G.R. No. 141637 - ROMY'S FREIGHT SERVICE ETC. v. JESUS C. CASTRO, ET AL.

PHILIPPINE SUPREME COURT DECISIONS

SECOND DIVISION

[G.R. NO. 141637 : June 8, 2006]

ROMY'S FREIGHT SERVICE, represented by Roman G. Cruz, Petitioner, v. JESUS C. CASTRO, DOMINADOR VELORIA and the FIRST DIVISION of the COURT OF APPEALS, Respondents.

D E C I S I O N

CORONA, J.:

This petition for certiorari under Rule 65 of the Rules of Court assails the September 9, 1999 decision1 and January 18, 2000 resolution of the First Division of the Court of Appeals in CA-G.R. SP No. 51268.

This case originated from a complaint for illegal dismissal filed jointly by private respondents Jesus C. Castro and Dominador Veloria against petitioner Romy's Freight Service, represented by Roman G. Cruz, its owner/sole proprietor, with the Regional Arbitration Branch of the National Labor Relations Commission (NLRC) in Baguio City.

Private respondent Castro was hired by petitioner as a mechanic in April 1975. He was promoted to supervisor in 1986. On December 31, 1994, he suffered a stroke. On his doctor's advice, he took a leave of absence from work. Pending recovery, he extended his leave several times. While on leave, however, petitioner Roman G. Cruz sent him several letters first urging him to return to work. The succeeding ones assumed the nature of show cause letters requiring him to explain why he should not be disciplined for his prolonged absence. Cruz also filed complaints for estafa and qualified theft against him. Because of these, Castro was constrained to file a case for illegal dismissal against petitioner on the ground that Cruz's acts constituted constructive dismissal.

On the other hand, private respondent Veloria was hired by petitioner in 1977 as a carpenter. After several years, he was promoted to mechanic and, in 1993, as senior mechanic. Sometime in the last week of February 1995, he figured in an accident. The overheated water coming from the radiator of a car he was repairing spurted onto his face, burning it. He was forced to absent himself from work to undergo recuperation. During his absence, he received several letters from Cruz. One letter required him to explain the loss of several tools, another ordered him to pay his loan and still another required him to explain his absences. He was later charged for qualified theft of the missing tools.2 Because of petitioner's acts against him, Veloria joined Castro in filing a case for illegal constructive dismissal against petitioner.

For its part, petitioner denied that private respondents were dismissed from their employment, asserting that private respondents abandoned their work.

On September 15, 1997, executive labor arbiter Jesselito Latoja ruled that petitioner was guilty of illegal dismissal and ordered it to pay private respondents the total amount of P352,944.90, representing 13th month pay, backwages, separation pay, premium pay for work rendered on rest days and holidays, and attorney's fees.

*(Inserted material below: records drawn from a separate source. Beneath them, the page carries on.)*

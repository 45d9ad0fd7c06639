use axum::{
    Json,
    extract::{Path, Query, State},
    http::StatusCode,
    response::IntoResponse,
};
use uuid::Uuid;
use validator::Validate;

use crate::{
    common::{
        error::AppError,
        pagination::{PaginatedResponse, PaginationParams},
    },
    config::AppState,
    middleware::auth::AuthenticatedAdmin,
    models::aluno::{Aluno, CreateAlunoPayload, UpdateAlunoPayload},
};

// POST /api/alunos
#[utoipa::path(
    post,
    path = "/api/alunos",
    tag = "Alunos",
    request_body = CreateAlunoPayload,
    responses(
        (status = 201, description = "Aluno criado", body = Aluno),
        (status = 400, description = "Dados inválidos"),
        (status = 409, description = "Matrícula ou e-mail já cadastrado")
    ),
    security(("api_jwt" = []))
)]
pub async fn create(
    State(app_state): State<AppState>,
    AuthenticatedAdmin(admin): AuthenticatedAdmin,
    Json(payload): Json<CreateAlunoPayload>,
) -> Result<impl IntoResponse, AppError> {
    payload.validate().map_err(AppError::ValidationError)?;

    let aluno = app_state.aluno_service.create(admin.id, &payload).await?;

    Ok((StatusCode::CREATED, Json(aluno)))
}

// GET /api/alunos
#[utoipa::path(
    get,
    path = "/api/alunos",
    tag = "Alunos",
    params(PaginationParams),
    responses(
        (status = 200, description = "Lista paginada de alunos", body = PaginatedResponse<Aluno>)
    ),
    security(("api_jwt" = []))
)]
pub async fn find_all(
    State(app_state): State<AppState>,
    AuthenticatedAdmin(admin): AuthenticatedAdmin,
    Query(params): Query<PaginationParams>,
) -> Result<impl IntoResponse, AppError> {
    let page = app_state.aluno_service.find_all(admin.id, &params).await?;

    Ok((StatusCode::OK, Json(page)))
}

// GET /api/alunos/{id}
#[utoipa::path(
    get,
    path = "/api/alunos/{id}",
    tag = "Alunos",
    params(("id" = Uuid, Path, description = "ID do aluno")),
    responses(
        (status = 200, description = "Aluno encontrado", body = Aluno),
        (status = 404, description = "Aluno não encontrado")
    ),
    security(("api_jwt" = []))
)]
pub async fn find_one(
    State(app_state): State<AppState>,
    AuthenticatedAdmin(admin): AuthenticatedAdmin,
    Path(id): Path<Uuid>,
) -> Result<impl IntoResponse, AppError> {
    let aluno = app_state.aluno_service.find_one(admin.id, id).await?;

    Ok((StatusCode::OK, Json(aluno)))
}

// PATCH /api/alunos/{id}
#[utoipa::path(
    patch,
    path = "/api/alunos/{id}",
    tag = "Alunos",
    params(("id" = Uuid, Path, description = "ID do aluno")),
    request_body = UpdateAlunoPayload,
    responses(
        (status = 200, description = "Aluno atualizado", body = Aluno),
        (status = 404, description = "Aluno não encontrado"),
        (status = 409, description = "Matrícula ou e-mail já cadastrado")
    ),
    security(("api_jwt" = []))
)]
pub async fn update(
    State(app_state): State<AppState>,
    AuthenticatedAdmin(admin): AuthenticatedAdmin,
    Path(id): Path<Uuid>,
    Json(payload): Json<UpdateAlunoPayload>,
) -> Result<impl IntoResponse, AppError> {
    payload.validate().map_err(AppError::ValidationError)?;

    let aluno = app_state
        .aluno_service
        .update(admin.id, id, &payload)
        .await?;

    Ok((StatusCode::OK, Json(aluno)))
}

// DELETE /api/alunos/{id}
#[utoipa::path(
    delete,
    path = "/api/alunos/{id}",
    tag = "Alunos",
    params(("id" = Uuid, Path, description = "ID do aluno")),
    responses(
        (status = 200, description = "Aluno removido", body = Aluno),
        (status = 404, description = "Aluno não encontrado")
    ),
    security(("api_jwt" = []))
)]
pub async fn remove(
    State(app_state): State<AppState>,
    AuthenticatedAdmin(admin): AuthenticatedAdmin,
    Path(id): Path<Uuid>,
) -> Result<impl IntoResponse, AppError> {
    let aluno = app_state.aluno_service.remove(admin.id, id).await?;

    Ok((StatusCode::OK, Json(aluno)))
}
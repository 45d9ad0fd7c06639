use uuid::Uuid;

use crate::{
    common::{
        error::AppError,
        pagination::{PaginatedResponse, PaginationParams},
    },
    db::ProfessorRepository,
    models::professor::{CreateProfessorPayload, Professor, UpdateProfessorPayload},
    services::auth::hash_password,
};

#[derive(Clone)]
pub struct ProfessorService {
    repo: ProfessorRepository,
}

impl ProfessorService {
    pub fn new(repo: ProfessorRepository) -> Self {
        Self { repo }
    }

    pub async fn create(
        &self,
        admin_id: Uuid,
        payload: &CreateProfessorPayload,
    ) -> Result<Professor, AppError> {
        let hashed_password = hash_password(payload.password.clone()).await?;
        self.repo.insert(admin_id, payload, &hashed_password).await
    }

    pub async fn find_all(
        &self,
        admin_id: Uuid,
        params: &PaginationParams,
    ) -> Result<PaginatedResponse<Professor>, AppError> {
        let (total, data) = self.repo.list(admin_id, params).await?;
        Ok(PaginatedResponse::new(total, params, data))
    }

    pub async fn find_one(&self, admin_id: Uuid, id: Uuid) -> Result<Professor, AppError> {
        self.repo.find_by_id(admin_id, id).await
    }

    pub async fn update(
        &self,
        admin_id: Uuid,
        id: Uuid,
        payload: &UpdateProfessorPayload,
    ) -> Result<Professor, AppError> {
        // Só re-hasheia se o PATCH realmente trouxe uma senha nova.
        let hashed_password = match &payload.password {
            Some(password) => Some(hash_password(password.clone()).await?),
            None => None,
        };

        self.repo
            .update(admin_id, id, payload, hashed_password.as_deref())
            .await
    }

    pub async fn remove(&self, admin_id: Uuid, id: Uuid) -> Result<Professor, AppError> {
        self.repo.delete(admin_id, id).await
    }
}
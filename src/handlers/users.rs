use axum::{
    Json,
    extract::{Path, Query, State},
    http::StatusCode,
    response::IntoResponse,
};
use uuid::Uuid;
use validator::Validate;

use crate::{
    common::{
        error::AppError,
        pagination::{PaginatedResponse, PaginationParams},
    },
    config::AppState,
    middleware::auth::CurrentUser,
    models::user::{CreateUserPayload, UpdateUserPayload, User},
    services::user_service::UserKey,
};

// POST /api/users
#[utoipa::path(
    post,
    path = "/api/users",
    tag = "Users",
    request_body = CreateUserPayload,
    responses(
        (status = 201, description = "Usuário criado", body = User),
        (status = 400, description = "Dados inválidos"),
        (status = 403, description = "Apenas admins podem criar usuários"),
        (status = 409, description = "E-mail já cadastrado")
    ),
    security(("api_jwt" = []))
)]
pub async fn create(
    State(app_state): State<AppState>,
    CurrentUser(principal): CurrentUser,
    Json(payload): Json<CreateUserPayload>,
) -> Result<impl IntoResponse, AppError> {
    payload.validate().map_err(AppError::ValidationError)?;

    let user = app_state.user_service.create(&principal, &payload).await?;

    Ok((StatusCode::CREATED, Json(user)))
}

// GET /api/users
#[utoipa::path(
    get,
    path = "/api/users",
    tag = "Users",
    params(PaginationParams),
    responses(
        (status = 200, description = "Lista paginada de usuários", body = PaginatedResponse<User>),
        (status = 403, description = "Apenas admins podem listar usuários")
    ),
    security(("api_jwt" = []))
)]
pub async fn find_all(
    State(app_state): State<AppState>,
    CurrentUser(principal): CurrentUser,
    Query(params): Query<PaginationParams>,
) -> Result<impl IntoResponse, AppError> {
    let page = app_state.user_service.find_all(&principal, &params).await?;

    Ok((StatusCode::OK, Json(page)))
}

// GET /api/users/{id}
#[utoipa::path(
    get,
    path = "/api/users/{id}",
    tag = "Users",
    params(("id" = Uuid, Path, description = "ID do usuário")),
    responses(
        (status = 200, description = "Usuário encontrado", body = User),
        (status = 403, description = "Usuário comum só acessa o próprio cadastro"),
        (status = 404, description = "Usuário não encontrado")
    ),
    security(("api_jwt" = []))
)]
pub async fn find_one(
    State(app_state): State<AppState>,
    CurrentUser(principal): CurrentUser,
    Path(id): Path<Uuid>,
) -> Result<impl IntoResponse, AppError> {
    let user = app_state
        .user_service
        .find_one(&principal, &UserKey::Id(id))
        .await?;

    Ok((StatusCode::OK, Json(user)))
}

// GET /api/users/email/{email}
#[utoipa::path(
    get,
    path = "/api/users/email/{email}",
    tag = "Users",
    params(("email" = String, Path, description = "E-mail do usuário")),
    responses(
        (status = 200, description = "Usuário encontrado", body = User),
        (status = 403, description = "Usuário comum só acessa o próprio cadastro"),
        (status = 404, description = "Usuário não encontrado")
    ),
    security(("api_jwt" = []))
)]
pub async fn find_one_by_email(
    State(app_state): State<AppState>,
    CurrentUser(principal): CurrentUser,
    Path(email): Path<String>,
) -> Result<impl IntoResponse, AppError> {
    let user = app_state
        .user_service
        .find_one(&principal, &UserKey::Email(email))
        .await?;

    Ok((StatusCode::OK, Json(user)))
}

// PATCH /api/users/{id}
#[utoipa::path(
    patch,
    path = "/api/users/{id}",
    tag = "Users",
    params(("id" = Uuid, Path, description = "ID do usuário")),
    request_body = UpdateUserPayload,
    responses(
        (status = 200, description = "Usuário atualizado", body = User),
        (status = 403, description = "Usuário comum não altera outros cadastros nem o próprio papel"),
        (status = 404, description = "Usuário não encontrado"),
        (status = 409, description = "E-mail já cadastrado")
    ),
    security(("api_jwt" = []))
)]
pub async fn update(
    State(app_state): State<AppState>,
    CurrentUser(principal): CurrentUser,
    Path(id): Path<Uuid>,
    Json(payload): Json<UpdateUserPayload>,
) -> Result<impl IntoResponse, AppError> {
    payload.validate().map_err(AppError::ValidationError)?;

    let user = app_state
        .user_service
        .update(&principal, &UserKey::Id(id), &payload)
        .await?;

    Ok((StatusCode::OK, Json(user)))
}

// PATCH /api/users/email/{email}
#[utoipa::path(
    patch,
    path = "/api/users/email/{email}",
    tag = "Users",
    params(("email" = String, Path, description = "E-mail do usuário")),
    request_body = UpdateUserPayload,
    responses(
        (status = 200, description = "Usuário atualizado", body = User),
        (status = 403, description = "Usuário comum não altera outros cadastros nem o próprio papel"),
        (status = 404, description = "Usuário não encontrado"),
        (status = 409, description = "E-mail já cadastrado")
    ),
    security(("api_jwt" = []))
)]
pub async fn update_by_email(
    State(app_state): State<AppState>,
    CurrentUser(principal): CurrentUser,
    Path(email): Path<String>,
    Json(payload): Json<UpdateUserPayload>,
) -> Result<impl IntoResponse, AppError> {
    payload.validate().map_err(AppError::ValidationError)?;

    let user = app_state
        .user_service
        .update(&principal, &UserKey::Email(email), &payload)
        .await?;

    Ok((StatusCode::OK, Json(user)))
}

// DELETE /api/users/{id}
#[utoipa::path(
    delete,
    path = "/api/users/{id}",
    tag = "Users",
    params(("id" = Uuid, Path, description = "ID do usuário")),
    responses(
        (status = 200, description = "Usuário removido", body = User),
        (status = 403, description = "Usuário comum só remove o próprio cadastro"),
        (status = 404, description = "Usuário não encontrado")
    ),
    security(("api_jwt" = []))
)]
pub async fn remove(
    State(app_state): State<AppState>,
    CurrentUser(principal): CurrentUser,
    Path(id): Path<Uuid>,
) -> Result<impl IntoResponse, AppError> {
    let user = app_state
        .user_service
        .remove(&principal, &UserKey::Id(id))
        .await?;

    Ok((StatusCode::OK, Json(user)))
}

// DELETE /api/users/email/{email}
#[utoipa::path(
    delete,
    path = "/api/users/email/{email}",
    tag = "Users",
    params(("email" = String, Path, description = "E-mail do usuário")),
    responses(
        (status = 200, description = "Usuário removido", body = User),
        (status = 403, description = "Usuário comum só remove o próprio cadastro"),
        (status = 404, description = "Usuário não encontrado")
    ),
    security(("api_jwt" = []))
)]
pub async fn remove_by_email(
    State(app_state): State<AppState>,
    CurrentUser(principal): CurrentUser,
    Path(email): Path<String>,
) -> Result<impl IntoResponse, AppError> {
    let user = app_state
        .user_service
        .remove(&principal, &UserKey::Email(email))
        .await?;

    Ok((StatusCode::OK, Json(user)))
}
use uuid::Uuid;

use crate::{
    common::{
        error::AppError,
        pagination::{PaginatedResponse, PaginationParams},
    },
    db::TurmaRepository,
    models::turma::{CreateTurmaPayload, Turma, UpdateTurmaPayload},
};

#[derive(Clone)]
pub struct TurmaService {
    repo: TurmaRepository,
}

impl TurmaService {
    pub fn new(repo: TurmaRepository) -> Self {
        Self { repo }
    }

    pub async fn create(
        &self,
        admin_id: Uuid,
        payload: &CreateTurmaPayload,
    ) -> Result<Turma, AppError> {
        self.repo.insert(admin_id, payload).await
    }

    pub async fn find_all(
        &self,
        admin_id: Uuid,
        params: &PaginationParams,
    ) -> Result<PaginatedResponse<Turma>, AppError> {
        let (total, data) = self.repo.list(admin_id, params).await?;
        Ok(PaginatedResponse::new(total, params, data))
    }

    pub async fn find_one(&self, admin_id: Uuid, id: Uuid) -> Result<Turma, AppError> {
        self.repo.find_by_id(admin_id, id).await
    }

    pub async fn update(
        &self,
        admin_id: Uuid,
        id: Uuid,
        payload: &UpdateTurmaPayload,
    ) -> Result<Turma, AppError> {
        self.repo.update(admin_id, id, payload).await
    }

    pub async fn remove(&self, admin_id: Uuid, id: Uuid) -> Result<Turma, AppError> {
        self.repo.delete(admin_id, id).await
    }
}
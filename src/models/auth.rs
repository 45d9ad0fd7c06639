use serde::{Deserialize, Serialize};
use utoipa::ToSchema;
use uuid::Uuid;
use validator::Validate;

use crate::models::user::Role;

// Estrutura de dados ("claims") dentro do JWT
#[derive(Debug, Serialize, Deserialize)]
pub struct Claims {
    pub sub: Uuid,  // Subject (ID do principal: admin ou usuário)
    pub role: Role, // Papel gravado no token
    pub exp: usize, // Expiration time (quando o token expira)
    pub iat: usize, // Issued At (quando o token foi criado)
}

// Dados para login (admins e usuários usam o mesmo formato)
#[derive(Debug, Deserialize, Validate, ToSchema)]
#[serde(rename_all = "camelCase")]
pub struct LoginPayload {
    #[validate(email(message = "O e-mail fornecido é inválido."))]
    #[schema(example = "secretaria@escola.com")]
    pub email: String,

    #[validate(length(min = 6, message = "A senha deve ter no mínimo 6 caracteres."))]
    #[schema(example = "senhaSegura123")]
    pub password: String,
}

// Resposta de autenticação com o token
#[derive(Debug, Serialize, ToSchema)]
pub struct TokenResponse {
    #[schema(example = "eyJhbGciOiJIUzI1NiIsInR5cCI6IkpXVCJ9...")]
    pub access_token: String,
    pub email: String,
    pub id: Uuid,
}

Private respondents moved for the clarification of the decision, specifically on the award of backwages in their favor. While the decision discussed their entitlement to backwages, it was not included in the computation of the judgment award in the dispositive portion of the decision. The labor arbiter, in his October 1, 1997 order, recognized his inadvertence and granted the motion. He amended the decision and increased the award to P985,529.20 to include backwages.

Petitioner appealed to the NLRC which, in its October 29, 1998 decision, reversed and set aside the labor arbiter's ruling. It found private respondents guilty of abandonment of work and dismissed their complaint for illegal dismissal against petitioner.3

Aggrieved, private respondents filed a petition for certiorari under Rule 65 of the Rules of Court with the Court of Appeals (CA). They ascribed grave abuse of discretion amounting to lack or excess of jurisdiction on the part of the NLRC for not finding that they were constructively dismissed by petitioner.

On September 9, 1999, the appellate court granted the petition. It ruled that, since the findings of the labor arbiter were supported by substantial evidence, it should be respected by appellate tribunals. Petitioner failed to overcome the burden of proving the existence of just cause for dismissing private respondents, hence, it was guilty of illegal dismissal. The CA rejected petitioner's contention that private respondents abandoned their work. It held that their failure to report for work was for justifiable reasons and that they had no intention to sever their employment. As a consequence, the CA reversed and set aside the decision of the NLRC and reinstated the September 15, 1997 decision of the labor arbiter as modified by the latter's October 1, 1997 order.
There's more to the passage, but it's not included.